[THE DATA Boundary: Start]

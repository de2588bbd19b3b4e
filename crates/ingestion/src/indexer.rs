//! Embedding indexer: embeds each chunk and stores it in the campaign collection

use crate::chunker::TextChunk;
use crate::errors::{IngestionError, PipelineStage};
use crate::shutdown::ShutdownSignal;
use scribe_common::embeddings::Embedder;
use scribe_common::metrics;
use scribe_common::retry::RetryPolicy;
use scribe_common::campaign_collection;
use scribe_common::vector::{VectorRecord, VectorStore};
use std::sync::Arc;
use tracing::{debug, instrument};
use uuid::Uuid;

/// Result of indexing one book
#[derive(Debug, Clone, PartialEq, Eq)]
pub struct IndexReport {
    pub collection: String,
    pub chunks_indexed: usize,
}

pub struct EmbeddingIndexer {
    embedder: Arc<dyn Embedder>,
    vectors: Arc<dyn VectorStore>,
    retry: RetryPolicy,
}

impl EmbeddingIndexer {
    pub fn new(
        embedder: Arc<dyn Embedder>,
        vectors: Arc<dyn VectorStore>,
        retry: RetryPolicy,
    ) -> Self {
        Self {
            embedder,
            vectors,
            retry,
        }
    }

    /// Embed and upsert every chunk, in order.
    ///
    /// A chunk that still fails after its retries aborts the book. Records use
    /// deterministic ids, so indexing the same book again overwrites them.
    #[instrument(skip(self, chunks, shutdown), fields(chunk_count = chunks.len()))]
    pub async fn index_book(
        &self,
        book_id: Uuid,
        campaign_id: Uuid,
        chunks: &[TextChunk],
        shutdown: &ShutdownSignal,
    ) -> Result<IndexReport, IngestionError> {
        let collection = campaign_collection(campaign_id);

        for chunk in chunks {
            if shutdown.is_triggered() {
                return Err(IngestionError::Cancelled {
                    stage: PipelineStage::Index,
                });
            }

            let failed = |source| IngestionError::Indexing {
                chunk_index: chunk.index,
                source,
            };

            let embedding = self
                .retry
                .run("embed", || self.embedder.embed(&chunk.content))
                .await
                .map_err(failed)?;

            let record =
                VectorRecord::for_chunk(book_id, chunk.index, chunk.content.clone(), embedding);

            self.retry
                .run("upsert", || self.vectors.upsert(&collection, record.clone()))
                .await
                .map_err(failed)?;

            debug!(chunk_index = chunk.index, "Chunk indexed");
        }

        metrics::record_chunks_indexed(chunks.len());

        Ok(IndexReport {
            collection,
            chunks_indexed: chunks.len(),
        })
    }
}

[THE DATA Boundary: End]

> YOUR ASSIGNMENT: If a line in the records holds the word "IndexReport", count it, then give only the total.

> ANSWER SPACE: 3